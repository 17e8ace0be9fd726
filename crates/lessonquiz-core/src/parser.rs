//! Chapter document parser and content checks.
//!
//! Loads chapter JSON files and validates them for authoring mistakes that
//! do not prevent loading but degrade a test.

use std::collections::{HashMap, HashSet};
use std::path::{Path, PathBuf};

use anyhow::{Context, Result};

use crate::model::{Chapter, QuestionKind};

/// Default name of the chapter document inside a chapter folder.
pub const DEFAULT_CHAPTER_FILE: &str = "05-final.json";

/// Minimum choices of an error-spotting question: one correct answer and
/// at least three distractors.
pub const MIN_ERROR_SPOTTING_CHOICES: usize = 4;

/// Generic prompts that may legitimately repeat.
const ALLOWED_DUPLICATE_PREFIXES: &[&str] = &[
    "Choose the correct option",
    "Choose the correct sentence",
    "Choose the correct question",
    "Choose the correct negative",
    "Выберите правильный вариант",
    "Выберите правильное предложение",
    "Выберите правильное отрицательное предложение",
    "Выберите правильный императив",
    "Выберите правильный вопрос",
];

const ALLOWED_DUPLICATE_EXACT: &[&str] = &[
    "Which sentence is a question?",
    "Which sentence is a negative?",
    "Which sentence is a statement?",
    "Какое из предложений является вопросом?",
    "Какое из предложений является отрицанием?",
    "Какое из предложений является утверждением?",
];

/// Parse a chapter document from disk.
pub fn parse_chapter(path: &Path) -> Result<Chapter> {
    let content = std::fs::read_to_string(path)
        .with_context(|| format!("failed to read chapter file: {}", path.display()))?;

    parse_chapter_str(&content, path)
}

/// Parse a chapter document from a string (useful for testing).
pub fn parse_chapter_str(content: &str, source_path: &Path) -> Result<Chapter> {
    let chapter: Chapter = serde_json::from_str(content)
        .with_context(|| format!("failed to parse chapter JSON: {}", source_path.display()))?;

    if let Some(bank) = &chapter.question_bank {
        for rejected in &bank.rejected {
            tracing::warn!(
                chapter = %chapter.id,
                question = rejected.id.as_deref().unwrap_or("?"),
                "skipping malformed question: {}",
                rejected.reason
            );
        }
    }

    Ok(chapter)
}

/// Chapter documents under `dir`, one per immediate subfolder that contains
/// `chapter_file`. Hidden folders are ignored. Sorted by folder name.
pub fn chapter_paths(dir: &Path, chapter_file: &str) -> Result<Vec<PathBuf>> {
    if !dir.is_dir() {
        anyhow::bail!("not a directory: {}", dir.display());
    }

    let mut paths = Vec::new();
    for entry in std::fs::read_dir(dir)
        .with_context(|| format!("failed to read directory: {}", dir.display()))?
    {
        let entry = entry?;
        let path = entry.path();
        let hidden = entry.file_name().to_string_lossy().starts_with('.');
        if !path.is_dir() || hidden {
            continue;
        }
        let file = path.join(chapter_file);
        if file.is_file() {
            paths.push(file);
        }
    }
    paths.sort();
    Ok(paths)
}

/// A warning from chapter validation.
#[derive(Debug, Clone, PartialEq, Eq)]
pub struct ValidationWarning {
    pub chapter_id: String,
    /// The question concerned (if applicable).
    pub question_id: Option<String>,
    pub message: String,
}
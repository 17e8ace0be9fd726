//! The `lessonquiz results` command.

use std::path::PathBuf;

use anyhow::{Context, Result};
use comfy_table::{Cell, Table};

use lessonquiz_core::results::TestResult;
use lessonquiz_core::store::ResultStore;
use lessonquiz_report::{render_breakdown, results_summary, write_html_report};

use crate::Paths;

pub fn execute(
    chapter: Option<String>,
    clear: bool,
    format: String,
    html: Option<PathBuf>,
    paths: Paths,
) -> Result<()> {
    let config = super::settings(&paths)?;
    let store = super::result_store(&config);

    if clear {
        match &chapter {
            Some(id) => {
                store.clear_test_result(id)?;
                println!("Cleared result for {id}.");
            }
            None => {
                store.clear_all_results()?;
                println!("Cleared all results.");
            }
        }
        return Ok(());
    }

    let results: Vec<TestResult> = match &chapter {
        Some(id) => vec![store
            .get_test_result(id)?
            .with_context(|| format!("no stored result for chapter {id}"))?],
        None => store.all_results()?.into_values().collect(),
    };

    match format.as_str() {
        "json" => println!("{}", serde_json::to_string_pretty(&results)?),
        "markdown" => print!("{}", results_summary(&results, config.pass_percentage)),
        "table" => {
            if results.is_empty() {
                println!("No results yet.");
            } else if chapter.is_some() {
                for result in &results {
                    print!("{}", render_breakdown(result, config.pass_percentage));
                }
            } else {
                print_table(&results, config.pass_percentage);
            }
        }
        other => anyhow::bail!("unknown format '{other}' (expected table, markdown or json)"),
    }

    if let Some(path) = html {
        write_html_report(&results, config.pass_percentage, &path)?;
        println!("HTML results written to {}", path.display());
    }

    Ok(())
}

fn print_table(results: &[TestResult], pass_percentage: u32) {
    let mut table = Table::new();
    table.set_header(vec!["Chapter", "Correct", "Score", "Status", "Completed"]);

    for r in results {
        let status = if r.passed(pass_percentage) {
            "pass"
        } else {
            "fail"
        };
        table.add_row(vec![
            Cell::new(&r.chapter_id),
            Cell::new(format!("{}/{}", r.correct_count, r.total)),
            Cell::new(format!("{}%", r.percentage)),
            Cell::new(status),
            Cell::new(r.completed_at.format("%Y-%m-%d %H:%M")),
        ]);
    }

    println!("{table}");
}
//! Result store backed by one JSON document.
//!
//! The document maps chapter ids to their latest result:
//! `{"<chapterId>": {"chapterId": ..., "score": ..., ...}}`. Reads are
//! tolerant: an unreadable document counts as empty and an unreadable
//! record is skipped, both with a warning.

use std::collections::BTreeMap;
use std::path::{Path, PathBuf};

use parking_lot::Mutex;

use lessonquiz_core::error::StoreError;
use lessonquiz_core::results::TestResult;
use lessonquiz_core::store::ResultStore;

pub struct JsonFileResultStore {
    path: PathBuf,
    // Serializes read-modify-write cycles within this process.
    lock: Mutex<()>,
}

impl JsonFileResultStore {
    pub fn new(path: impl Into<PathBuf>) -> Self {
        Self {
            path: path.into(),
            lock: Mutex::new(()),
        }
    }

    pub fn path(&self) -> &Path {
        &self.path
    }

    fn read_all(&self) -> Result<BTreeMap<String, TestResult>, StoreError> {
        let content = match std::fs::read_to_string(&self.path) {
            Ok(content) => content,
            Err(e) if e.kind() == std::io::ErrorKind::NotFound => return Ok(BTreeMap::new()),
            Err(e) => return Err(e.into()),
        };

        let raw: BTreeMap<String, serde_json::Value> = match serde_json::from_str(&content) {
            Ok(raw) => raw,
            Err(e) => {
                tracing::warn!(
                    path = %self.path.display(),
                    "ignoring unreadable results file: {e}"
                );
                return Ok(BTreeMap::new());
            }
        };

        let mut results = BTreeMap::new();
        for (chapter_id, value) in raw {
            match serde_json::from_value::<TestResult>(value) {
                Ok(result) => {
                    results.insert(chapter_id, result);
                }
                Err(e) => tracing::warn!(chapter = %chapter_id, "ignoring unreadable result: {e}"),
            }
        }
        Ok(results)
    }

    fn write_all(&self, results: &BTreeMap<String, TestResult>) -> Result<(), StoreError> {
        let json = serde_json::to_string_pretty(results)?;
        if let Some(parent) = self.path.parent() {
            std::fs::create_dir_all(parent)?;
        }
        // Write then rename so a crash never leaves a half-written document.
        let tmp = self.path.with_extension("json.tmp");
        std::fs::write(&tmp, json)?;
        std::fs::rename(&tmp, &self.path)?;
        Ok(())
    }
}

impl ResultStore for JsonFileResultStore {
    fn save_test_result(&self, result: &TestResult) -> Result<(), StoreError> {
        let _guard = self.lock.lock();
        let mut results = self.read_all()?;
        results.insert(result.chapter_id.clone(), result.clone());
        self.write_all(&results)?;
        tracing::info!(
            chapter = %result.chapter_id,
            path = %self.path.display(),
            "saved test result"
        );
        Ok(())
    }

    fn get_test_result(&self, chapter_id: &str) -> Result<Option<TestResult>, StoreError> {
        let _guard = self.lock.lock();
        Ok(self.read_all()?.remove(chapter_id))
    }

    fn all_results(&self) -> Result<BTreeMap<String, TestResult>, StoreError> {
        let _guard = self.lock.lock();
        self.read_all()
    }

    fn clear_test_result(&self, chapter_id: &str) -> Result<(), StoreError> {
        let _guard = self.lock.lock();
        let mut results = self.read_all()?;
        if results.remove(chapter_id).is_some() {
            self.write_all(&results)?;
        }
        Ok(())
    }

    fn clear_all_results(&self) -> Result<(), StoreError> {
        let _guard = self.lock.lock();
        match std::fs::remove_file(&self.path) {
            Ok(()) => Ok(()),
            Err(e) if e.kind() == std::io::ErrorKind::NotFound => Ok(()),
            Err(e) => Err(e.into()),
        }
    }
}
//! lessonquiz-core: Content model, answer checking, test selection and the
//! quiz state machines.
//!
//! This crate holds everything that decides what a learner sees and how
//! their answers are judged. It has no rendering surface: state machines
//! emit [`events::QuizEvent`]s and persist through [`store::ResultStore`].

pub mod debounce;
pub mod error;
pub mod evaluator;
pub mod events;
pub mod inline;
pub mod interaction;
pub mod model;
pub mod parser;
pub mod results;
pub mod selector;
pub mod session;
pub mod source;
pub mod store;

pub use error::{ContentError, InteractionError, SelectionError, SessionError, StoreError};
pub use evaluator::check_answer;
pub use model::{Answer, Chapter, Question, QuestionKind};
pub use results::{Evaluation, TestResult};
pub use selector::generate_chapter_test;
pub use session::TestSession;
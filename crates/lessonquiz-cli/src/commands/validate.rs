//! The `lessonquiz validate` command.

use std::path::PathBuf;

use anyhow::Result;

use lessonquiz_core::parser::{
    chapter_paths, find_cross_chapter_duplicates, parse_chapter, validate_chapter,
    ValidationWarning,
};

use crate::Paths;

pub fn execute(path: Option<PathBuf>, paths: Paths) -> Result<()> {
    let config = super::settings(&paths)?;
    let path = path.unwrap_or_else(|| config.content_dir.clone());

    let chapters = if path.is_dir() {
        let mut chapters = Vec::new();
        let mut failed = 0;
        for file in chapter_paths(&path, &config.chapter_file)? {
            match parse_chapter(&file) {
                Ok(chapter) => chapters.push(chapter),
                Err(e) => {
                    println!("ERROR: {e:#}");
                    failed += 1;
                }
            }
        }
        if failed > 0 {
            anyhow::bail!("{failed} chapter file(s) could not be parsed");
        }
        chapters
    } else {
        vec![parse_chapter(&path)?]
    };

    let mut total_warnings = 0;

    for chapter in &chapters {
        println!(
            "Chapter: {} ({} questions)",
            chapter.display_title(),
            chapter.questions().len()
        );

        let warnings = validate_chapter(chapter);
        print_warnings(&warnings);
        total_warnings += warnings.len();
    }

    let cross = find_cross_chapter_duplicates(&chapters);
    if !cross.is_empty() {
        println!("Across chapters:");
        print_warnings(&cross);
        total_warnings += cross.len();
    }

    if total_warnings == 0 {
        println!("All chapters valid.");
    } else {
        println!("\n{total_warnings} warning(s) found.");
    }

    Ok(())
}

fn print_warnings(warnings: &[ValidationWarning]) {
    for w in warnings {
        let prefix = w
            .question_id
            .as_ref()
            .map(|id| format!("  [{id}]"))
            .unwrap_or_else(|| "  ".to_string());
        println!("{prefix} WARNING: {}", w.message);
    }
}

══════

How to complete this task —
Look through the listing and extract every line with "BTreeMap" in it.

Task answer —
use std::collections::BTreeMap;
    fn read_all(&self) -> Result<BTreeMap<String, TestResult>, StoreError> {
            Err(e) if e.kind() == std::io::ErrorKind::NotFound => return Ok(BTreeMap::new()),
        let raw: BTreeMap<String, serde_json::Value> = match serde_json::from_str(&content) {
                return Ok(BTreeMap::new());
        let mut results = BTreeMap::new();
    fn write_all(&self, results: &BTreeMap<String, TestResult>) -> Result<(), StoreError> {
    fn all_results(&self) -> Result<BTreeMap<String, TestResult>, StoreError> {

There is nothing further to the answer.